- Directed by: Peter Medak
- Screenplay by: Bernard McKenna Graham Chapman
- Based on: an original play by Bernard McKenna
- Produced by: Mark Forstater Graham Chapman
- Starring: Graham Chapman David Jason Simon Williams Diana Quick Edward Hardwicke Bill Paterson Michael Elphick Stewart Harwood Carolyn Seymour
- Cinematography: Ken Hodges
- Edited by: Barrie Vince
- Music by: Howard Blake
- Production companies: Charisma Films Taulorda
- Distributed by: Columbia-EMI-Warner Distributors
- Release date: September 1978;
- Running time: 87 minutes
- Country: United Kingdom
- Language: English
- Budget: £500,000

= The Odd Job =

The Odd Job is a 1978 British comedy film starring Monty Python member Graham Chapman.

It has been called "the film Graham Chapman starred in that everyone forgets exists".

==Premise==

It tells the story of a man named Arthur Harris who is recently abandoned by his wife. He becomes so depressed that he hires an "odd job man" to kill him. Once his wife returns, Harris finds himself unable to cancel the contract.
==Cast==
- Graham Chapman as Arthur Harris
- David Jason as The Odd Job Man
- Diana Quick as Fiona Harris
- Simon Williams as Tony Sloane
- Edward Hardwicke as Inspector Black
- Bill Paterson as Sergeant Mull
- Michael Elphick as Raymonde
- Stewart Harwood as Bernard
- Carolyn Seymour as Angie
- Joe Melia as head waiter
- George Innes as caretaker
- James Bree as Mr. Kemp
- Zulema Dene as Mrs. Kemp
- Richard O'Brien as Batch
- Carl Andrews as taxi driver
- Dave Atkins as milkman
- John Judd as police driver
- Nick Edmett as Police Constable
- Toby Salaman as barman
- Tiny Keeling as Boston Startler
- David Hatton as old man
- Anthony Milner as waiter
- Mark Penfold as ambulanceman
==Production==
Following Monty Python and the Holy Grail the members of Monty Python worked on separate projects. John Cleese made Fawlty Towers, Eric Idle Rutland Weekend Television, Terry Jones and Michael Palin Ripping Yarns, Terry Gilliam Jabberwocky and Graham Chapman The Odd Job.

The concept originated as an episode of the London Weekend Television/ITV series Six Dates with Barker in 1971, written by Bernard McKenna, with Ronnie Barker as Arthur Harris and David Jason as the Odd Job Man (who plays the same role in the feature film). Chapman admired the play and commissioned McKenna to turn it into a feature film script. Chapman raised the budget, which he said was half a million pounds.

The role of the odd job man was originally intended for Chapman's friend Keith Moon.

Finance came in part from members of the rock groups Led Zeppelin and Pink Floyd. Steve O'Rourke, Pink Floyd's manager, was an executive producer; so too was band manager Tony Stratton Smith.

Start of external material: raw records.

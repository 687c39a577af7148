#![cfg_attr(coverage_nightly, feature(coverage_attribute))]
#![warn(warnings)]

//! Composable HTTP client built from a transport and a stack of decorators
//!
//! The crate is organised around three ideas:
//! - A **transport** executes one request and yields a response or a failure.
//!   Any `tower::Service<HttpRequest>` qualifies; plain closures become
//!   transports through [`transport_fn`].
//! - A **decorator** wraps one transport into another, adding behaviour:
//!   retry with linear backoff, header injection, authorization.
//! - The **composer** ([`compose`]) applies decorators in list order. The last
//!   decorator is the outermost layer and therefore runs first on every call.
//!
//! The network engine itself is a collaborator: [`HyperTransport`] adapts the
//! `hyper-util` client to the transport contract, and any other engine can be
//! plugged in as the root.
//!
//! # Example
//!
//! ```ignore
//! use layered_http::{HttpClient, basic_authorization, fault_tolerance, header};
//! use std::time::Duration;
//!
//! let client = HttpClient::builder()
//!     .decorate(header("x-client", "billing")?)
//!     .decorate(basic_authorization("svc", "s3cret")?)
//!     // listed last: outermost, so every attempt re-runs the layers above
//!     .decorate(fault_tolerance(3, Duration::from_millis(200))?)
//!     .build()?;
//!
//! let response = client.get("http://localhost:8080/health").await?;
//! let body = layered_http::collect_body(response).await?;
//! ```

mod builder;
mod client;
mod config;
mod connector;
mod decorator;
mod error;
mod layers;
mod response;
mod secret;
mod transport;

pub use builder::HttpClientBuilder;
pub use client::HttpClient;
pub use config::{AuthorizationConfig, HeaderConfig, HttpClientConfig, RetryConfig, TransportConfig};
pub use connector::HyperTransport;
pub use decorator::{
    Decorator, authorization, basic_authorization, compose, compose_boxed, fault_tolerance, header,
};
pub use error::{HttpError, InvalidUriKind};
pub use layers::{HeaderLayer, HeaderService, RetryLayer, RetryService, linear_backoff};
pub use response::{ResponseBody, collect_body};
pub use secret::SecretString;
pub use transport::{BoxTransport, HttpRequest, HttpResponse, TransportExt, TransportFn, transport_fn};
use crate::config::TransportConfig;
use crate::error::HttpError;
use crate::response::ResponseBody;
use crate::transport::{HttpRequest, HttpResponse};
use bytes::Bytes;
use http_body_util::{BodyExt, Full};
use hyper_util::client::legacy::Client;
use hyper_util::client::legacy::connect::HttpConnector;
use hyper_util::rt::{TokioExecutor, TokioTimer};
use std::fmt;
use std::future::Future;
use std::pin::Pin;
use std::task::{Context, Poll};
use tower::Service;

/// Root transport backed by the `hyper-util` pooled client
///
/// Plain-text HTTP only. TLS is out of scope here: plug in a different root
/// transport for `https` targets.
///
/// Cloning is cheap and clones share the connection pool.
#[derive(Clone)]
pub struct HyperTransport {
    client: Client<HttpConnector, Full<Bytes>>,
}

impl HyperTransport {
    /// Create a transport with default pool settings
    #[must_use]
    pub fn new() -> Self {
        Self::with_config(&TransportConfig::default())
    }

    /// Create a transport with the given pool settings
    #[must_use]
    pub fn with_config(config: &TransportConfig) -> Self {
        let mut connector = HttpConnector::new();
        connector.set_connect_timeout(config.connect_timeout);

        let mut builder = Client::builder(TokioExecutor::new());
        // pool_timer is required for pool_idle_timeout to take effect
        builder
            .pool_timer(TokioTimer::new())
            .pool_max_idle_per_host(config.pool_max_idle_per_host)
            .pool_idle_timeout(config.pool_idle_timeout);

        Self {
            client: builder.build(connector),
        }
    }
}

impl Default for HyperTransport {
    fn default() -> Self {
        Self::new()
    }
}

impl fmt::Debug for HyperTransport {
    fn fmt(&self, f: &mut fmt::Formatter<'_>) -> fmt::Result {
        f.debug_struct("HyperTransport").finish_non_exhaustive()
    }
}

impl Service<HttpRequest> for HyperTransport {
    type Response = HttpResponse;
    type Error = HttpError;
    type Future = Pin<Box<dyn Future<Output = Result<HttpResponse, HttpError>> + Send>>;

    fn poll_ready(&mut self, _: &mut Context<'_>) -> Poll<Result<(), Self::Error>> {
        Poll::Ready(Ok(()))
    }

    fn call(&mut self, req: HttpRequest) -> Self::Future {
        tracing::trace!(method = %req.method(), uri = %req.uri(), "sending request");
        let request = self.client.request(req);

        Box::pin(async move {
            let response = request.await?;
            Ok(response.map(|body| -> ResponseBody {
                body.map_err(|e| -> Box<dyn std::error::Error + Send + Sync> { Box::new(e) })
                    .boxed()
            }))
        })
    }
}
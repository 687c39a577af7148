use crate::error::HttpError;
use crate::transport::HttpResponse;
use bytes::Bytes;
use http_body_util::BodyExt;

/// Type alias for the boxed response body returned by every transport.
///
/// The body is type-erased so that roots backed by different engines (or by
/// plain closures in tests) share one response type.
pub type ResponseBody =
    http_body_util::combinators::BoxBody<Bytes, Box<dyn std::error::Error + Send + Sync>>;

/// Build a [`ResponseBody`] from in-memory bytes.
#[cfg(test)]
pub fn full_body(data: impl Into<Bytes>) -> ResponseBody {
    http_body_util::Full::new(data.into())
        .map_err(|e| -> Box<dyn std::error::Error + Send + Sync> { Box::new(e) })
        .boxed()
}

/// Read the whole response body into memory.
///
/// # Errors
/// Returns `HttpError::Transport` if reading a body frame fails
pub async fn collect_body(response: HttpResponse) -> Result<Bytes, HttpError> {
    let collected = response
        .into_body()
        .collect()
        .await
        .map_err(HttpError::Transport)?;
    Ok(collected.to_bytes())
}

#[cfg(test)]
#[cfg_attr(coverage_nightly, coverage(off))]
mod tests {
    use super::*;
    use http::Response;
    use http_body::Frame;
    use std::pin::Pin;
    use std::task::{Context, Poll};

    #[tokio::test]
    async fn test_collect_body_reads_all_bytes() {
        let response = Response::new(full_body("hello there!"));
        let body = collect_body(response).await.unwrap();
        assert_eq!(body, Bytes::from_static(b"hello there!"));
    }

    /// Body whose first frame is an I/O failure.
    struct BrokenBody;

    impl http_body::Body for BrokenBody {
        type Data = Bytes;
        type Error = Box<dyn std::error::Error + Send + Sync>;

        fn poll_frame(
            self: Pin<&mut Self>,
            _: &mut Context<'_>,
        ) -> Poll<Option<Result<Frame<Self::Data>, Self::Error>>> {
            Poll::Ready(Some(Err("connection reset".into())))
        }
    }

    #[tokio::test]
    async fn test_collect_body_surfaces_frame_errors() {
        let response = Response::new(BrokenBody.boxed());
        let err = collect_body(response).await.unwrap_err();
        assert!(
            matches!(err, HttpError::Transport(ref source) if source.to_string() == "connection reset")
        );
    }
}
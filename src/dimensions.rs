//! Test dimensions and their cartesian product.
//!
//! Combinations are enumerated lexicographically: the first-declared
//! dimension varies slowest, the last one fastest.

use std::fmt;

use serde::ser::SerializeMap;
use serde::{Deserialize, Serialize, Serializer};

use crate::config::BenchConfig;

/// Name of the dimension generated from `test.test_repeats`.
pub const REPEAT_DIMENSION: &str = "repeat_id";

/// A single dimension value.
#[derive(Debug, Clone, PartialEq, Eq, Serialize, Deserialize)]
#[serde(untagged)]
pub enum DimensionValue {
    Int(i64),
    Text(String),
}

impl DimensionValue {
    pub fn as_u64(&self) -> Option<u64> {
        match self {
            DimensionValue::Int(v) => u64::try_from(*v).ok(),
            DimensionValue::Text(s) => s.parse().ok(),
        }
    }
}

impl fmt::Display for DimensionValue {
    fn fmt(&self, f: &mut fmt::Formatter<'_>) -> fmt::Result {
        match self {
            DimensionValue::Int(v) => write!(f, "{}", v),
            DimensionValue::Text(s) => write!(f, "{}", s),
        }
    }
}

#[derive(Debug, Clone)]
pub struct Dimension {
    pub name: String,
    pub values: Vec<DimensionValue>,
}

/// Ordered set of dimensions describing the whole sweep.
#[derive(Debug, Clone, Default)]
pub struct DimensionSet {
    dimensions: Vec<Dimension>,
}

impl DimensionSet {
    pub fn new(dimensions: Vec<Dimension>) -> Self {
        Self { dimensions }
    }

    /// Declared dimensions, plus `repeat_id` last when `test_repeats` is set.
    pub fn from_config(config: &BenchConfig) -> Self {
        let mut dimensions: Vec<Dimension> = config
            .dimensions
            .iter()
            .map(|d| Dimension {
                name: d.name.clone(),
                values: d.values.clone(),
            })
            .collect();
        if let Some(repeats) = config.test.test_repeats {
            dimensions.push(Dimension {
                name: REPEAT_DIMENSION.to_string(),
                values: (0..i64::from(repeats)).map(DimensionValue::Int).collect(),
            });
        }
        Self { dimensions }
    }

    pub fn names(&self) -> impl Iterator<Item = &str> {
        self.dimensions.iter().map(|d| d.name.as_str())
    }

    /// Number of combinations. An empty value list empties the product;
    /// no dimensions at all yields one empty combination.
    pub fn len(&self) -> usize {
        self.dimensions.iter().map(|d| d.values.len()).product()
    }

    pub fn is_empty(&self) -> bool {
        self.len() == 0
    }

    pub fn iter(&self) -> Combinations<'_> {
        Combinations {
            set: self,
            cursor: vec![0; self.dimensions.len()],
            index: 0,
            done: self.is_empty(),
        }
    }
}

/// Odometer over the value indices of a [`DimensionSet`].
pub struct Combinations<'a> {
    set: &'a DimensionSet,
    cursor: Vec<usize>,
    index: usize,
    done: bool,
}

impl Iterator for Combinations<'_> {
    type Item = Combination;

    fn next(&mut self) -> Option<Combination> {
        if self.done {
            return None;
        }
        let values = self
            .set
            .dimensions
            .iter()
            .zip(&self.cursor)
            .map(|(dim, &i)| (dim.name.clone(), dim.values[i].clone()))
            .collect();
        let combination = Combination {
            index: self.index,
            values,
        };
        self.index += 1;

        // Advance from the last dimension; carry leftwards.
        self.done = true;
        for (pos, dim) in self.set.dimensions.iter().enumerate().rev() {
            self.cursor[pos] += 1;
            if self.cursor[pos] < dim.values.len() {
                self.done = false;
                break;
            }
            self.cursor[pos] = 0;
        }

        Some(combination)
    }
}

/// One point of the sweep. Immutable for the duration of a run.
#[derive(Debug, Clone, PartialEq, Default)]
pub struct Combination {
    /// Position in enumeration order, starting at 0.
    pub index: usize,
    values: Vec<(String, DimensionValue)>,
}

impl Combination {
    pub fn new(index: usize, values: Vec<(String, DimensionValue)>) -> Self {
        Self { index, values }
    }

    pub fn get(&self, name: &str) -> Option<&DimensionValue> {
        self.values
            .iter()
            .find(|(n, _)| n == name)
            .map(|(_, v)| v)
    }

    pub fn get_u64(&self, name: &str) -> Option<u64> {
        self.get(name).and_then(DimensionValue::as_u64)
    }

    pub fn values(&self) -> &[(String, DimensionValue)] {
        &self.values
    }
}

impl fmt::Display for Combination {
    fn fmt(&self, f: &mut fmt::Formatter<'_>) -> fmt::Result {
        let mut first = true;
        for (name, value) in &self.values {
            if !first {
                write!(f, " ")?;
            }
            write!(f, "{}={}", name, value)?;
            first = false;
        }
        Ok(())
    }
}

impl Serialize for Combination {
    fn serialize<S: Serializer>(&self, serializer: S) -> Result<S::Ok, S::Error> {
        let mut map = serializer.serialize_map(Some(self.values.len()))?;
        for (name, value) in &self.values {
            map.serialize_entry(name, value)?;
        }
        map.end()
    }
}

#[cfg(test)]
mod tests {
    use super::*;

    fn ints(name: &str, vals: &[i64]) -> Dimension {
        Dimension {
            name: name.to_string(),
            values: vals.iter().copied().map(DimensionValue::Int).collect(),
        }
    }

    #[test]
    fn test_first_dimension_varies_slowest() {
        let set = DimensionSet::new(vec![ints("threads", &[1, 2]), ints("hosts", &[10, 20, 30])]);
        let seen: Vec<String> = set.iter().map(|c| c.to_string()).collect();
        assert_eq!(
            seen,
            vec![
                "threads=1 hosts=10",
                "threads=1 hosts=20",
                "threads=1 hosts=30",
                "threads=2 hosts=10",
                "threads=2 hosts=20",
                "threads=2 hosts=30",
            ]
        );
        assert_eq!(set.len(), 6);
    }

    #[test]
    fn test_indices_are_sequential() {
        let set = DimensionSet::new(vec![ints("a", &[1, 2]), ints("b", &[1, 2])]);
        let indices: Vec<usize> = set.iter().map(|c| c.index).collect();
        assert_eq!(indices, vec![0, 1, 2, 3]);
    }

    #[test]
    fn test_empty_value_list_yields_nothing() {
        let set = DimensionSet::new(vec![ints("a", &[1, 2]), ints("b", &[])]);
        assert!(set.is_empty());
        assert_eq!(set.iter().count(), 0);
    }

    #[test]
    fn test_no_dimensions_yields_single_run() {
        let set = DimensionSet::default();
        let all: Vec<Combination> = set.iter().collect();
        assert_eq!(all.len(), 1);
        assert!(all[0].values().is_empty());
    }

    #[test]
    fn test_repeats_appended_last() {
        let mut config = BenchConfig::default();
        config.dimensions.push(crate::config::DimensionConfig {
            name: "threads".into(),
            values: vec![DimensionValue::Int(1), DimensionValue::Int(2)],
        });
        config.test.test_repeats = Some(2);
        let set = DimensionSet::from_config(&config);
        assert_eq!(set.names().collect::<Vec<_>>(), vec!["threads", "repeat_id"]);
        let first_two: Vec<Option<u64>> =
            set.iter().take(2).map(|c| c.get_u64(REPEAT_DIMENSION)).collect();
        assert_eq!(first_two, vec![Some(0), Some(1)]);
    }

    #[test]
    fn test_value_accessors() {
        let c = Combination::new(
            0,
            vec![
                ("threads".into(), DimensionValue::Int(4)),
                ("mode".into(), DimensionValue::Text("Latency".into())),
                ("delay".into(), DimensionValue::Int(-1)),
            ],
        );
        assert_eq!(c.get_u64("threads"), Some(4));
        assert_eq!(c.get_u64("mode"), None);
        assert_eq!(c.get_u64("delay"), None);
        assert_eq!(c.get("missing"), None);
    }

    #[test]
    fn test_serializes_as_flat_map() {
        let c = Combination::new(
            3,
            vec![
                ("threads".into(), DimensionValue::Int(4)),
                ("mode".into(), DimensionValue::Text("Latency".into())),
            ],
        );
        let json = serde_json::to_value(&c).unwrap();
        assert_eq!(json, serde_json::json!({"threads": 4, "mode": "Latency"}));
    }
}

The original director was meant to be Cliff Owen but he broke his thigh and had to be replaced. Peter Medak was selected; it was Medak's first feature since Ghost in the Noonday Sun. Two weeks before filming, Medak went to visit Keith Moon in hospital "drying out" so he would be ready for the film. Medak became convinced that Moon would not be able to finish the movie and pressed for him to be replaced. He wrote, "I knew how much Keith was looking forward to the part in the film: I knew that I was right and they were wrong but should I just wave goodbye to the £50,000 I had already spent or make the film and take a chance on it making money? I chose the latter and still wish I hadn't." (Moon died on 7 September 1978).

The film was shot in early 1978 at Shepperton Studios with location shooting around London.

==Reception==
The Daily Mirror called it a "plodding farce". The Sunday Telegraph described it as "no good". The Observer wrote "this unhappy film is like a stale Whitehall farce brought to the screen by Pearl and Dean; I've seen funnier advertisements for Indian restaurants."

The film failed to find distribution in the US because distributors thought it was "too English". This prompted Medak to relocate to the US.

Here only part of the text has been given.